Stored items:
use crate::encoding::{
    primitives::{
        decode_character_string, decode_signed, decode_unsigned, encode_app_character_string,
        encode_app_object_id, encode_app_real, encode_app_signed, encode_app_unsigned_like,
    },
    reader::Reader,
    tag::{AppTag, Tag},
    writer::Writer,
};
use crate::types::{BitString, DataValue, ObjectId};
use crate::{DecodeError, EncodeError};

#[cfg(feature = "alloc")]
use alloc::vec::Vec;

/// Encodes a value as application-tagged data. A list becomes its elements
/// written back to back.
pub fn encode_application_data_value(
    w: &mut Writer<'_>,
    value: &DataValue<'_>,
) -> Result<(), EncodeError> {
    let bare = |tag, len| Tag::Application { tag, len };
    match value {
        DataValue::Null => bare(AppTag::Null, 0).encode(w),
        DataValue::Boolean(v) => bare(AppTag::Boolean, u32::from(*v)).encode(w),
        DataValue::Unsigned(v) => encode_app_unsigned_like(w, AppTag::UnsignedInt, *v),
        DataValue::Enumerated(v) => encode_app_unsigned_like(w, AppTag::Enumerated, *v),
        DataValue::Signed(v) => encode_app_signed(w, *v),
        DataValue::Real(v) => encode_app_real(w, *v),
        DataValue::Double(v) => {
            bare(AppTag::Double, 8).encode(w)?;
            w.write_all(&v.to_be_bytes())
        }
        DataValue::CharacterString(v) => encode_app_character_string(w, v),
        DataValue::BitString(bits) => {
            if bits.unused_bits > 7 {
                return Err(EncodeError::ValueOutOfRange);
            }
            let len = u32::try_from(bits.data.len() + 1)
                .map_err(|_| EncodeError::ValueOutOfRange)?;
            bare(AppTag::BitString, len).encode(w)?;
            w.write_u8(bits.unused_bits)?;
            w.write_all(bits.data)
        }
        DataValue::ObjectId(v) => encode_app_object_id(w, v.raw()),
        #[cfg(feature = "alloc")]
        DataValue::List(values) => values
            .iter()
            .try_for_each(|child| encode_application_data_value(w, child)),
    }
}

pub fn decode_application_data_value<'a>(r: &mut Reader<'a>) -> Result<DataValue<'a>, DecodeError> {
    let tag = Tag::decode(r)?;
    decode_application_data_value_from_tag(r, tag)
}

/// Reads a fixed-width body, rejecting any other declared length.
fn fixed<const N: usize>(r: &mut Reader<'_>, len: usize) -> Result<[u8; N], DecodeError> {
    if len != N {
        return Err(DecodeError::InvalidLength);
    }
    let mut out = [0u8; N];
    out.copy_from_slice(r.read_exact(N)?);
    Ok(out)
}

/// Octet strings, dates and times are never produced by this device and
/// decode as `Unsupported`, as do context tags.
pub fn decode_application_data_value_from_tag<'a>(
    r: &mut Reader<'a>,
    tag: Tag,
) -> Result<DataValue<'a>, DecodeError> {
    let Tag::Application { tag, len } = tag else {
        return Err(DecodeError::Unsupported);
    };
    let len = len as usize;
    Ok(match tag {
        AppTag::Null => DataValue::Null,
        AppTag::Boolean => DataValue::Boolean(len != 0),
        AppTag::UnsignedInt => DataValue::Unsigned(decode_unsigned(r, len)?),
        AppTag::Enumerated => DataValue::Enumerated(decode_unsigned(r, len)?),
        AppTag::SignedInt => DataValue::Signed(decode_signed(r, len)?),
        AppTag::Real => DataValue::Real(f32::from_be_bytes(fixed(r, len)?)),
        AppTag::Double => DataValue::Double(f64::from_be_bytes(fixed(r, len)?)),
        AppTag::CharacterString => DataValue::CharacterString(decode_character_string(r, len)?),
        AppTag::BitString => {
            let (&unused_bits, data) = r
                .read_exact(len)?
                .split_first()
                .ok_or(DecodeError::InvalidLength)?;
            if unused_bits > 7 {
                return Err(DecodeError::InvalidValue);
            }
            DataValue::BitString(BitString { unused_bits, data })
        }
        AppTag::ObjectId => {
            DataValue::ObjectId(ObjectId::from_raw(u32::from_be_bytes(fixed(r, len)?)))
        }
        AppTag::OctetString | AppTag::Date | AppTag::Time => {
            return Err(DecodeError::Unsupported)
        }
    })
}

/// Decodes application values up to and including the closing tag
/// `tag_num`. One value comes back as itself, anything else as a list.
pub fn decode_values_until_closing<'a>(
    r: &mut Reader<'a>,
    tag_num: u8,
) -> Result<DataValue<'a>, DecodeError> {
    let first = match Tag::decode(r)? {
        Tag::Closing { tag_num: n } if n == tag_num => return empty_list(),
        tag => decode_application_data_value_from_tag(r, tag)?,
    };
    match Tag::decode(r)? {
        Tag::Closing { tag_num: n } if n == tag_num => Ok(first),
        tag => more_values(r, tag_num, first, tag),
    }
}

#[cfg(feature = "alloc")]
fn empty_list<'a>() -> Result<DataValue<'a>, DecodeError> {
    Ok(DataValue::List(Vec::new()))
}

#[cfg(not(feature = "alloc"))]
fn empty_list<'a>() -> Result<DataValue<'a>, DecodeError> {
    Err(DecodeError::Unsupported)
}

#[cfg(feature = "alloc")]
fn more_values<'a>(
    r: &mut Reader<'a>,
    tag_num: u8,
    first: DataValue<'a>,
    mut tag: Tag,
) -> Result<DataValue<'a>, DecodeError> {
    let mut values = alloc::vec![first];
    loop {
        if tag == (Tag::Closing { tag_num }) {
            return Ok(DataValue::List(values));
        }
        values.push(decode_application_data_value_from_tag(r, tag)?);
        tag = Tag::decode(r)?;
    }
}

#[cfg(not(feature = "alloc"))]
fn more_values<'a>(
    _r: &mut Reader<'a>,
    _tag_num: u8,
    _first: DataValue<'a>,
    _tag: Tag,
) -> Result<DataValue<'a>, DecodeError> {
    Err(DecodeError::Unsupported)
}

- _What you should do_
Copy every record again, keeping each word unchanged.

- _Response for this exercise_
use crate::encoding::{
    primitives::{
        decode_character_string, decode_signed, decode_unsigned, encode_app_character_string,
        encode_app_object_id, encode_app_real, encode_app_signed, encode_app_unsigned_like,
    },
    reader::Reader,
    tag::{AppTag, Tag},
    writer::Writer,
};
use crate::types::{BitString, DataValue, ObjectId};
use crate::{DecodeError, EncodeError};

#[cfg(feature = "alloc")]
use alloc::vec::Vec;

/// Encodes a value as application-tagged data. A list becomes its elements
/// written back to back.
pub fn encode_application_data_value(
    w: &mut Writer<'_>,
    value: &DataValue<'_>,
) -> Result<(), EncodeError> {
    let bare = |tag, len| Tag::Application { tag, len };
    match value {
        DataValue::Null => bare(AppTag::Null, 0).encode(w),
        DataValue::Boolean(v) => bare(AppTag::Boolean, u32::from(*v)).encode(w),
        DataValue::Unsigned(v) => encode_app_unsigned_like(w, AppTag::UnsignedInt, *v),
        DataValue::Enumerated(v) => encode_app_unsigned_like(w, AppTag::Enumerated, *v),
        DataValue::Signed(v) => encode_app_signed(w, *v),
        DataValue::Real(v) => encode_app_real(w, *v),
        DataValue::Double(v) => {
            bare(AppTag::Double, 8).encode(w)?;
            w.write_all(&v.to_be_bytes())
        }
        DataValue::CharacterString(v) => encode_app_character_string(w, v),
        DataValue::BitString(bits) => {
            if bits.unused_bits > 7 {
                return Err(EncodeError::ValueOutOfRange);
            }
            let len = u32::try_from(bits.data.len() + 1)
                .map_err(|_| EncodeError::ValueOutOfRange)?;
            bare(AppTag::BitString, len).encode(w)?;
            w.write_u8(bits.unused_bits)?;
            w.write_all(bits.data)
        }
        DataValue::ObjectId(v) => encode_app_object_id(w, v.raw()),
        #[cfg(feature = "alloc")]
        DataValue::List(values) => values
            .iter()
            .try_for_each(|child| encode_application_data_value(w, child)),
    }
}

pub fn decode_application_data_value<'a>(r: &mut Reader<'a>) -> Result<DataValue<'a>, DecodeError> {
    let tag = Tag::decode(r)?;
    decode_application_data_value_from_tag(r, tag)
}

/// Reads a fixed-width body, rejecting any other declared length.
fn fixed<const N: usize>(r: &mut Reader<'_>, len: usize) -> Result<[u8; N], DecodeError> {
    if len != N {
        return Err(DecodeError::InvalidLength);
    }
    let mut out = [0u8; N];
    out.copy_from_slice(r.read_exact(N)?);
    Ok(out)
}

/// Octet strings, dates and times are never produced by this device and
/// decode as `Unsupported`, as do context tags.
pub fn decode_application_data_value_from_tag<'a>(
    r: &mut Reader<'a>,
    tag: Tag,
) -> Result<DataValue<'a>, DecodeError> {
    let Tag::Application { tag, len } = tag else {
        return Err(DecodeError::Unsupported);
    };
    let len = len as usize;
    Ok(match tag {
        AppTag::Null => DataValue::Null,
        AppTag::Boolean => DataValue::Boolean(len != 0),
        AppTag::UnsignedInt => DataValue::Unsigned(decode_unsigned(r, len)?),
        AppTag::Enumerated => DataValue::Enumerated(decode_unsigned(r, len)?),
        AppTag::SignedInt => DataValue::Signed(decode_signed(r, len)?),
        AppTag::Real => DataValue::Real(f32::from_be_bytes(fixed(r, len)?)),
        AppTag::Double => DataValue::Double(f64::from_be_bytes(fixed(r, len)?)),
        AppTag::CharacterString => DataValue::CharacterString(decode_character_string(r, len)?),
        AppTag::BitString => {
            let (&unused_bits, data) = r
                .read_exact(len)?
                .split_first()
                .ok_or(DecodeError::InvalidLength)?;
            if unused_bits > 7 {
                return Err(DecodeError::InvalidValue);
            }
            DataValue::BitString(BitString { unused_bits, data })
        }
        AppTag::ObjectId => {
            DataValue::ObjectId(ObjectId::from_raw(u32::from_be_bytes(fixed(r, len)?)))
        }
        AppTag::OctetString | AppTag::Date | AppTag::Time => {
            return Err(DecodeError::Unsupported)
        }
    })
}

/// Decodes application values up to and including the closing tag
/// `tag_num`. One value comes back as itself, anything else as a list.
pub fn decode_values_until_closing<'a>(
    r: &mut Reader<'a>,
    tag_num: u8,
) -> Result<DataValue<'a>, DecodeError> {
    let first = match Tag::decode(r)? {
        Tag::Closing { tag_num: n } if n == tag_num => return empty_list(),
        tag => decode_application_data_value_from_tag(r, tag)?,
    };
    match Tag::decode(r)? {
        Tag::Closing { tag_num: n } if n == tag_num => Ok(first),
        tag => more_values(r, tag_num, first, tag),
    }
}

#[cfg(feature = "alloc")]
fn empty_list<'a>() -> Result<DataValue<'a>, DecodeError> {
    Ok(DataValue::List(Vec::new()))
}

#[cfg(not(feature = "alloc"))]
fn empty_list<'a>() -> Result<DataValue<'a>, DecodeError> {
    Err(DecodeError::Unsupported)
}

#[cfg(feature = "alloc")]
fn more_values<'a>(
    r: &mut Reader<'a>,
    tag_num: u8,
    first: DataValue<'a>,
    mut tag: Tag,
) -> Result<DataValue<'a>, DecodeError> {
    let mut values = alloc::vec![first];
    loop {
        if tag == (Tag::Closing { tag_num }) {
            return Ok(DataValue::List(values));
        }
        values.push(decode_application_data_value_from_tag(r, tag)?);
        tag = Tag::decode(r)?;
    }
}

#[cfg(not(feature = "alloc"))]
fn more_values<'a>(
    _r: &mut Reader<'a>,
    _tag_num: u8,
    _first: DataValue<'a>,
    _tag: Tag,
) -> Result<DataValue<'a>, DecodeError> {
    Err(DecodeError::Unsupported)
}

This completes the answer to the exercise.